BTW, where exactly would you put the IAT sensor in the manifold? Do you have a picture of this setup?
well, i was going to strap a procharger on mine limited to 5 psi, but after reading this crap, I am going to stick with the 3:90 diff decision
There is nothing wrong with getting a Procharger and limiting it to 5 psi. With a Procharger, you could probably do a little more on the LS1 too. The entire point of this post is that the car has to be tuned properly.
What a great post. I predict that some day people are going to dump front mount intercoolers and just use meth as an intercooler. In fact, i am certain that meth injection provides much better cooling than a front mount intercooler. Whay would i get rid of the front moount intercooler? Well it blocks air flow to the radiator and makes is difficult to road race with AND it adds weight to the front of the car.
BTW, where exactly would you put the IAT sensor in the manifold? Do you have a picture of this setup?
I don't have any pictures of just this. You might find some on here if you do a search. This procedure varies as the 1997-2001 have the IAT sensor separate while the 2002 and later have the IAT in the mass air meter. Depending on the manifold and supercharger used the location varies. Many of the shops are well familiar with this as it's become common practice to relocate it after the water/methanol injection.

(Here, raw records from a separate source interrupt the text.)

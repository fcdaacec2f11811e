/// Per-point start delay for morphs.
///
/// A point whose destination has texture coordinate `v` starts moving once global phase progress
/// passes `v * spread`, then covers the remaining progress range at a proportionally faster rate,
/// so every point still arrives when the phase ends.
#[derive(Clone, Copy, Debug, PartialEq)]
pub struct Stagger {
    spread: f64,
}

impl Stagger {
    /// `spread` is the start offset of a point with `v = 1`; clamped into `[0, 0.95]`.
    pub fn new(spread: f64) -> Self {
        Self {
            spread: if spread.is_finite() {
                spread.clamp(0.0, 0.95)
            } else {
                0.0
            },
        }
    }

    /// Start offset for a destination `v` coordinate.
    pub fn offset(self, v: f64) -> f64 {
        v.clamp(0.0, 1.0) * self.spread
    }

    /// Remap global progress into this point's own progress in `[0, 1]`.
    pub fn local_progress(self, progress: f64, v: f64) -> f64 {
        let s = self.offset(v);
        ((progress - s) / (1.0 - s)).clamp(0.0, 1.0)
    }
}

impl Default for Stagger {
    fn default() -> Self {
        Self::new(0.3)
    }
}

#[cfg(test)]
#[path = "../../tests/unit/animation/stagger.rs"]
mod tests;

I didn't see this posted yet. Don't forget that the factory head bolts on the LS2/7 are torque to yield. There is a good possibilty that the car actually stretched the head bolts, leading to the blown head gasket. As far as the motor issue goes, I tend to agree with everyone else. The LS7 has more compression than the LS2 meaning that there must be a significant lowering of your timing. Especially under WOT. My car makes over 700 with 12psi and we don't have problems using 93 octane fuel. However I'm not running crazy amounts of timing. With the higher comp. motor I would imagine timing would need to be in the neighborhood of 16*at WOT. Maybe less? Perry would probably be able to tell you a good number to start at. Good luck
I have 13* timing w/meth on my LS2 using 91 octane and A/F ratio is 12.0
BJK
Last edited by 07MontRedcp; Oct 31, 2007 at 03:47 PM.